According to data from the container transportation platform Seaexplorer, many boxes are blocked on the road. As of August 9, more than 120 ports around the world were in congestion, and more than 396 ships were docked outside the ports waiting to enter the port.
CBN reporters can see from the schematic diagram of the Seaexplorer platform that the ports of Los Angeles, Long Beach, and Oakland in North America, the ports of Rotterdam and Antwerp in Europe, and the southern coastline of Vietnam in Asia are all heavily congested.
On the one hand, containers are congested at sea; on the other hand, due to insufficient land unloading capacity, a large number of containers are piled up in inland freight centers in Europe and the United States, and the phenomenon of container loss occurs frequently. The two are superimposed, and many containers "have back and forth".
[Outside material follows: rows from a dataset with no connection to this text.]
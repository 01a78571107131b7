//! Common types shared across the Arbiter crates.

use chrono::{DateTime, Utc};
use serde::{Deserialize, Serialize};
use std::fmt;

/// Timestamp wrapper for consistent time handling throughout Arbiter.
#[derive(Debug, Clone, Copy, PartialEq, Eq, PartialOrd, Ord, Hash, Serialize, Deserialize)]
pub struct Timestamp(pub DateTime<Utc>);

impl Timestamp {
    /// Get the current timestamp.
    #[must_use]
    pub fn now() -> Self {
        Self(Utc::now())
    }

    /// Create a timestamp from a `DateTime<Utc>`.
    #[must_use]
    pub fn from_datetime(dt: DateTime<Utc>) -> Self {
        Self(dt)
    }

    /// Check if this timestamp is in the past.
    #[must_use]
    pub fn is_past(&self) -> bool {
        self.0 < Utc::now()
    }

    /// Check if this timestamp is in the future.
    #[must_use]
    pub fn is_future(&self) -> bool {
        self.0 > Utc::now()
    }

    /// Get the inner `DateTime<Utc>`.
    #[must_use]
    pub fn into_inner(self) -> DateTime<Utc> {
        self.0
    }
}

impl Default for Timestamp {
    fn default() -> Self {
        Self::now()
    }
}

impl fmt::Display for Timestamp {
    fn fmt(&self, f: &mut fmt::Formatter<'_>) -> fmt::Result {
        write!(f, "{}", self.0.format("%Y-%m-%dT%H:%M:%SZ"))
    }
}

impl From<DateTime<Utc>> for Timestamp {
    fn from(dt: DateTime<Utc>) -> Self {
        Self(dt)
    }
}

impl From<Timestamp> for DateTime<Utc> {
    fn from(ts: Timestamp) -> Self {
        ts.0
    }
}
August was originally the peak season for traditional freight. The latest forecast issued by the National Retail Federation of the United States shows that the number of containers entering North America in August this year may set a new record, and container congestion will continue to transmit shipping prices.
The United Nations Trade and Development Organization (UNCTAD) recently issued a document calling on policymakers from all countries to pay attention to the following three issues: trade facilitation and digitization of flexible supply chains, container tracking and tracing, and maritime transport competition issues.